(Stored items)
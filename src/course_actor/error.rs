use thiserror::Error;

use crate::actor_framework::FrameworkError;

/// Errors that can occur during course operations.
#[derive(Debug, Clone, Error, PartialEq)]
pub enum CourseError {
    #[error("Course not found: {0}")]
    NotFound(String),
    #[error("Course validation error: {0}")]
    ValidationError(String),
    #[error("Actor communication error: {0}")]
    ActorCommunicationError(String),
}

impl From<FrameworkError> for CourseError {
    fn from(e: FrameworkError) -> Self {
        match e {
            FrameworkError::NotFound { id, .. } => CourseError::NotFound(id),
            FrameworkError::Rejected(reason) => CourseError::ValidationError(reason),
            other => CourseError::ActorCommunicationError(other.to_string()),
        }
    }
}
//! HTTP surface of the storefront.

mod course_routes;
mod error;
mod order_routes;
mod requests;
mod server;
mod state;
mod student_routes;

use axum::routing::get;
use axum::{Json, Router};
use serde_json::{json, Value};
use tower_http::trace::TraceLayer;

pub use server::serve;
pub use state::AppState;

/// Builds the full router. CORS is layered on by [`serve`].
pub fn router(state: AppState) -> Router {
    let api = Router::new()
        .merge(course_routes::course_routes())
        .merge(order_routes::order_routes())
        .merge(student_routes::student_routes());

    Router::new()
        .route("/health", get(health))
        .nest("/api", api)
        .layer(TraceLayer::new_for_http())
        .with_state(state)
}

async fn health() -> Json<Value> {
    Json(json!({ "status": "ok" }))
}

### What you have to do:
Render every record verbatim. Nothing should be left out.

### Solution to this task:
filename src/course_actor/error.rs
use thiserror::Error;

use crate::actor_framework::FrameworkError;

/// Errors that can occur during course operations.
#[derive(Debug, Clone, Error, PartialEq)]
pub enum CourseError {
    #[error("Course not found: {0}")]
    NotFound(String),
    #[error("Course validation error: {0}")]
    ValidationError(String),
    #[error("Actor communication error: {0}")]
    ActorCommunicationError(String),
}

impl From<FrameworkError> for CourseError {
    fn from(e: FrameworkError) -> Self {
        match e {
            FrameworkError::NotFound { id, .. } => CourseError::NotFound(id),
            FrameworkError::Rejected(reason) => CourseError::ValidationError(reason),
            other => CourseError::ActorCommunicationError(other.to_string()),
        }
    }
}
//! HTTP surface of the storefront.

mod course_routes;
mod error;
mod order_routes;
mod requests;
mod server;
mod state;
mod student_routes;

use axum::routing::get;
use axum::{Json, Router};
use serde_json::{json, Value};
use tower_http::trace::TraceLayer;

pub use server::serve;
pub use state::AppState;

/// Builds the full router. CORS is layered on by [`serve`].
pub fn router(state: AppState) -> Router {
    let api = Router::new()
        .merge(course_routes::course_routes())
        .merge(order_routes::order_routes())
        .merge(student_routes::student_routes());

    Router::new()
        .route("/health", get(health))
        .nest("/api", api)
        .layer(TraceLayer::new_for_http())
        .with_state(state)
}

async fn health() -> Json<Value> {
    Json(json!({ "status": "ok" }))
}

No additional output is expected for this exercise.